**What needs to be done**
Each line from the one containing "pub struct ScopedTimer<'a>" to the final line of the listing below must be transcribed exactly; all others are left out.
━━━━━━━━
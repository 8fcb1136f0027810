use std::time::{Duration, Instant};

/// Per-tick timing and counter data for the collision pipeline.
///
/// The counters double as instrumentation for correctness tests: the
/// quadtree's pruning guarantee is checked by asserting how many
/// narrow-phase tests a sweep performed.
#[derive(Debug, Default, Clone, Copy)]
pub struct CollisionProfiler {
    pub broad_phase_time: Duration,
    pub narrow_phase_time: Duration,
    pub resolve_time: Duration,
    pub total_tick_time: Duration,

    pub shape_count: usize,
    pub dropped_count: usize,
    pub narrow_phase_tests: usize,
    pub contact_count: usize,
}

impl CollisionProfiler {
    pub fn reset(&mut self) {
        *self = Self::default();
    }

    pub fn report(&self) {
        let total_us = self.total_tick_time.as_micros() as f32;
        if total_us < 1.0 {
            return;
        }

        println!("--- Collision Profile ---");
        println!(
            "Shapes: {} ({} dropped), Pair tests: {}, Contacts: {}",
            self.shape_count, self.dropped_count, self.narrow_phase_tests, self.contact_count
        );

        println!(
            "Total Tick: {:.2} ms",
            self.total_tick_time.as_secs_f32() * 1000.0
        );

        println!(
            "  Broad Phase:  {:.2} ms ({:.1}%)",
            self.broad_phase_time.as_secs_f32() * 1000.0,
            (self.broad_phase_time.as_micros() as f32 / total_us) * 100.0
        );

        println!(
            "  Narrow Phase: {:.2} ms ({:.1}%)",
            self.narrow_phase_time.as_secs_f32() * 1000.0,
            (self.narrow_phase_time.as_micros() as f32 / total_us) * 100.0
        );

        println!(
            "  Resolve:      {:.2} ms ({:.1}%)",
            self.resolve_time.as_secs_f32() * 1000.0,
            (self.resolve_time.as_micros() as f32 / total_us) * 100.0
        );
        println!("-------------------------");
    }
}

pub struct ScopedTimer<'a> {
    start: Instant,
    output: &'a mut Duration,
}

impl<'a> ScopedTimer<'a> {
    pub fn new(output: &'a mut Duration) -> Self {
        Self {
            start: Instant::now(),
            output,
        }
    }
}

impl<'a> Drop for ScopedTimer<'a> {
    fn drop(&mut self) {
        *self.output += self.start.elapsed();
    }
}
━━━━━━━━
**Task output**
pub struct ScopedTimer<'a> {
    start: Instant,
    output: &'a mut Duration,
}

impl<'a> ScopedTimer<'a> {
    pub fn new(output: &'a mut Duration) -> Self {
        Self {
            start: Instant::now(),
            output,
        }
    }
}

impl<'a> Drop for ScopedTimer<'a> {
    fn drop(&mut self) {
        *self.output += self.start.elapsed();
    }
}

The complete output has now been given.